**THE DATA:**

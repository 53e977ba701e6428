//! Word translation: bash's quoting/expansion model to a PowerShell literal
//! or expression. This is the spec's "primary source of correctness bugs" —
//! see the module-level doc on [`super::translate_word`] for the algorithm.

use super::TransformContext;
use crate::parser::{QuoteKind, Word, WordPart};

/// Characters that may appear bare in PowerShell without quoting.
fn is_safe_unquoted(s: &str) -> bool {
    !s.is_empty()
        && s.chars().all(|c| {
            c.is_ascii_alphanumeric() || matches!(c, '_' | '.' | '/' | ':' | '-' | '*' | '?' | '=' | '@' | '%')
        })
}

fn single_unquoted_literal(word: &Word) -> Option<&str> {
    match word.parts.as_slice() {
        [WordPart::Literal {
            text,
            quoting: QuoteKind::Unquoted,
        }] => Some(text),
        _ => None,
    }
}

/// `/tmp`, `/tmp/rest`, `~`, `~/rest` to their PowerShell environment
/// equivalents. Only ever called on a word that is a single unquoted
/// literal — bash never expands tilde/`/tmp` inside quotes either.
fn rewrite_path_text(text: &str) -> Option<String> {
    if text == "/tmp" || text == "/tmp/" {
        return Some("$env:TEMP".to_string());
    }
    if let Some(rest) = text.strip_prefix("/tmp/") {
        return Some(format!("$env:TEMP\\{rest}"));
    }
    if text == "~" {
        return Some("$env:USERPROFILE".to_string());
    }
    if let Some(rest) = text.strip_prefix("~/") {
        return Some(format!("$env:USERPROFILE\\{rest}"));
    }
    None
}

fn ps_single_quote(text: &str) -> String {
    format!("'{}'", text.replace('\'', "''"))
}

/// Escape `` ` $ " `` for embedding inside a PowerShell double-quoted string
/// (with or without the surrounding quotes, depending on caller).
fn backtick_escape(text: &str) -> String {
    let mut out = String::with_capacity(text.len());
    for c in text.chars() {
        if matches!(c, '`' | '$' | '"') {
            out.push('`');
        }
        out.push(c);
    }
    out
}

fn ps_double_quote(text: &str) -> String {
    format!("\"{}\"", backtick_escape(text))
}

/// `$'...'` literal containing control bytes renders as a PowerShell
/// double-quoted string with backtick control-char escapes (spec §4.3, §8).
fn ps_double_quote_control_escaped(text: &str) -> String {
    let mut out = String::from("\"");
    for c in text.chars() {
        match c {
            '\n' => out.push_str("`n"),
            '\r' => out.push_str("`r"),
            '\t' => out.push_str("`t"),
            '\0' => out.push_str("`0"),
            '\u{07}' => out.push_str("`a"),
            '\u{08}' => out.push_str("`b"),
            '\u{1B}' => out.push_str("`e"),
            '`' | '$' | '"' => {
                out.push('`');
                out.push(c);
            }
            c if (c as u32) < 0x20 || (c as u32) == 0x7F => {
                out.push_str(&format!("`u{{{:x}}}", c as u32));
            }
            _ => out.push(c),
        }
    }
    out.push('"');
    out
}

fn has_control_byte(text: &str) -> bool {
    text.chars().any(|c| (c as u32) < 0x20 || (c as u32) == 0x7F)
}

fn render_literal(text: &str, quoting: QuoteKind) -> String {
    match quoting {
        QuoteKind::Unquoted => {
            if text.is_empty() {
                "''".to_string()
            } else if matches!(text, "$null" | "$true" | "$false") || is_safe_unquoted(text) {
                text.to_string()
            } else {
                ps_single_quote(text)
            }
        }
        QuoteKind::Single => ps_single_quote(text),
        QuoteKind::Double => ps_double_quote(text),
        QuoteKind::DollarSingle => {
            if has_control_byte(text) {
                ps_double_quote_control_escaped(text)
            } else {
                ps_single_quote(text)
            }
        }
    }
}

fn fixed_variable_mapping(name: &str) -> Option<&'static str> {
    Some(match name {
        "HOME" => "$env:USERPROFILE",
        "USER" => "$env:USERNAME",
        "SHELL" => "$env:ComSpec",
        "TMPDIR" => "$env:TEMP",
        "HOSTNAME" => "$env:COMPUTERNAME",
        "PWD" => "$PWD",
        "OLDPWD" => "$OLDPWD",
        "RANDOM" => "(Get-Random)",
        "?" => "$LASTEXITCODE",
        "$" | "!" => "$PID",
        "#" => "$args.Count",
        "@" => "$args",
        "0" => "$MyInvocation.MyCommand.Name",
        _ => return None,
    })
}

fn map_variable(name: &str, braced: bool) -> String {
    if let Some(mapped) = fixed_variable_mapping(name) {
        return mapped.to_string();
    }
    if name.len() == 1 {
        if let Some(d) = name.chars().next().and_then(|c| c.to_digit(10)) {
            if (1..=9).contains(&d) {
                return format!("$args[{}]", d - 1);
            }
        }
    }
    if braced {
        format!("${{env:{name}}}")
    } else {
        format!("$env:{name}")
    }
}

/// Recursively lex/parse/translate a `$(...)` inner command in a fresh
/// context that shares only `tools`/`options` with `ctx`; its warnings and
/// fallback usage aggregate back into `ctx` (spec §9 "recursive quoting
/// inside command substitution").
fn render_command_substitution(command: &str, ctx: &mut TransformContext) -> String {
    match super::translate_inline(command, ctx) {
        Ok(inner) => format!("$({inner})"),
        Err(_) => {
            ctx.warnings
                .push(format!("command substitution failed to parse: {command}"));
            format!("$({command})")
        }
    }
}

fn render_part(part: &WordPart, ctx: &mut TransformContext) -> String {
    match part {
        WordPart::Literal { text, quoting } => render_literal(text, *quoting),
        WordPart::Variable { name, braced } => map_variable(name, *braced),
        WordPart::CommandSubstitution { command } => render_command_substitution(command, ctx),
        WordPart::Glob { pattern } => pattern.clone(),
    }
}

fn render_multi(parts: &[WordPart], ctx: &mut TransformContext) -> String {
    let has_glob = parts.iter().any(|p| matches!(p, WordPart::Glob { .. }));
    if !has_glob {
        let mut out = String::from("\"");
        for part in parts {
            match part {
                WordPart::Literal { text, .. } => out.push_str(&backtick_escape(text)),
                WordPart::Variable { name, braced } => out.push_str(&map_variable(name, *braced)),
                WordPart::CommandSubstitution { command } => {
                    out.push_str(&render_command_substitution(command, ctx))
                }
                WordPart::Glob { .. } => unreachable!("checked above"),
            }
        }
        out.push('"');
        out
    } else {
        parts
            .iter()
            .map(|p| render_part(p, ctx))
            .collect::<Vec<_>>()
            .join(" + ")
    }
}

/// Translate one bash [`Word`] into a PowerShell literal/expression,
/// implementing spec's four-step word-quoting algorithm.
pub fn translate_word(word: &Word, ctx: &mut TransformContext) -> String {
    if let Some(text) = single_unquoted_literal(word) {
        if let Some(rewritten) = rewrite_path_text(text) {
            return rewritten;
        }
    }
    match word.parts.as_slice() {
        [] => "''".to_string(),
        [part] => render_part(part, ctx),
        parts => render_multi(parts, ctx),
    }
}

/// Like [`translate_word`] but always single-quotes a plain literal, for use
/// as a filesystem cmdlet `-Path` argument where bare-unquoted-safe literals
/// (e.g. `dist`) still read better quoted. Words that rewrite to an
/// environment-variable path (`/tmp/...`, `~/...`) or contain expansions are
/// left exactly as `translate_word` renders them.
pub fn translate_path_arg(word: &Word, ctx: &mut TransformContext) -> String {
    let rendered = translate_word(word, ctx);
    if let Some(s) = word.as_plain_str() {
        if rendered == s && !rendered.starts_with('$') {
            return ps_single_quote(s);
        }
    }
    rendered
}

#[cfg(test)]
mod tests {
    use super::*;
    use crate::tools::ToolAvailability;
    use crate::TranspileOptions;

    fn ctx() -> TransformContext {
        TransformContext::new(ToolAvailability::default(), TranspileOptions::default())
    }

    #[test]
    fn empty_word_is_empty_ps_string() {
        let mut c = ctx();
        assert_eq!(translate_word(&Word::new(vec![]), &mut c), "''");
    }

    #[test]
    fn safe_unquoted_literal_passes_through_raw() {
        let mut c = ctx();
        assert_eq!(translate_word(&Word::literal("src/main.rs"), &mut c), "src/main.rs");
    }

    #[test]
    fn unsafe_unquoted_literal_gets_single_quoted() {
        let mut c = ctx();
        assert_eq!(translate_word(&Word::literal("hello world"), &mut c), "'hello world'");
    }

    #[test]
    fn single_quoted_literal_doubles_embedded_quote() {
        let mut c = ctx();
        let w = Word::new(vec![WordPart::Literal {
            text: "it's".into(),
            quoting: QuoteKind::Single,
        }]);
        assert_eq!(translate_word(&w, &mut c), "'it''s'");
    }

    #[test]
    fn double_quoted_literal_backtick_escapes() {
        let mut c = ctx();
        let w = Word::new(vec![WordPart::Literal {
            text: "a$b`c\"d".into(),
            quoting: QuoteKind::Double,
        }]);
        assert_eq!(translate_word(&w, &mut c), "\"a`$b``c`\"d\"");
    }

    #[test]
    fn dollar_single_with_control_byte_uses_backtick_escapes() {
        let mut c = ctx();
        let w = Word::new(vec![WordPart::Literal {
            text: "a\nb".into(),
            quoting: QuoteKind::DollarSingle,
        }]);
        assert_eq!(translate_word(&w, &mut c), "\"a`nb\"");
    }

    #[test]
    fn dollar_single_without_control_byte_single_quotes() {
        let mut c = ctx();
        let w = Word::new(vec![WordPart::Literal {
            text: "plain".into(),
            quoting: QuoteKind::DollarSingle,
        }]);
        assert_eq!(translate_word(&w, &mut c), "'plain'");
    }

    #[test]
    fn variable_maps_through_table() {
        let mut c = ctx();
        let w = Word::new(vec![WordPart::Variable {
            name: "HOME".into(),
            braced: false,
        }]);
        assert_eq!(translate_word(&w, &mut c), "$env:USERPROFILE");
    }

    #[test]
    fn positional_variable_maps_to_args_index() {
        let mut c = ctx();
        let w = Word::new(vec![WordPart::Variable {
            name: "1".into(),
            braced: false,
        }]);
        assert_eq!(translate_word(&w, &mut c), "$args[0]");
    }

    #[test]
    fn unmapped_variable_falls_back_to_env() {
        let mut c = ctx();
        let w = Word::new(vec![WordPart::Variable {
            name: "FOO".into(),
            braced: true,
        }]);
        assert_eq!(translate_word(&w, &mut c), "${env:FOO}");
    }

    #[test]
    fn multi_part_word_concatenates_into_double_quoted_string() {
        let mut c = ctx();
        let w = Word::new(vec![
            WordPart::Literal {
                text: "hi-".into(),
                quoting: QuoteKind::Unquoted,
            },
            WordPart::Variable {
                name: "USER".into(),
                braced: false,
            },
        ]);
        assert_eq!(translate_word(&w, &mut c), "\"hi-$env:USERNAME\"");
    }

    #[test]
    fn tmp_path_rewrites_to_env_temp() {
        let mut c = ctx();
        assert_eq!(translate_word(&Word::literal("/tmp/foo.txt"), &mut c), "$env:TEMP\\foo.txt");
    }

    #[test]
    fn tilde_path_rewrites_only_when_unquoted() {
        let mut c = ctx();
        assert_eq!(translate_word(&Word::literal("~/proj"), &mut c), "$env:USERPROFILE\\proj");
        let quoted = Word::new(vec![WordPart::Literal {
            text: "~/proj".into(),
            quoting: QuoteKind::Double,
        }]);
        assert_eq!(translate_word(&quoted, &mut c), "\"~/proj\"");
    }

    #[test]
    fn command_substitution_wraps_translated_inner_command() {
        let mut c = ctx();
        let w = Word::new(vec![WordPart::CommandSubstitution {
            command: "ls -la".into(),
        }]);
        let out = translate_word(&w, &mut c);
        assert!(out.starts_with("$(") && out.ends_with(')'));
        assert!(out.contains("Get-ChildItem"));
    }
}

**TASK GOAL:**
Each line of the data that has the string "algorithm" should be returned.

**ANSWER BOX:**
//! see the module-level doc on [`super::translate_word`] for the algorithm.
/// implementing spec's four-step word-quoting algorithm.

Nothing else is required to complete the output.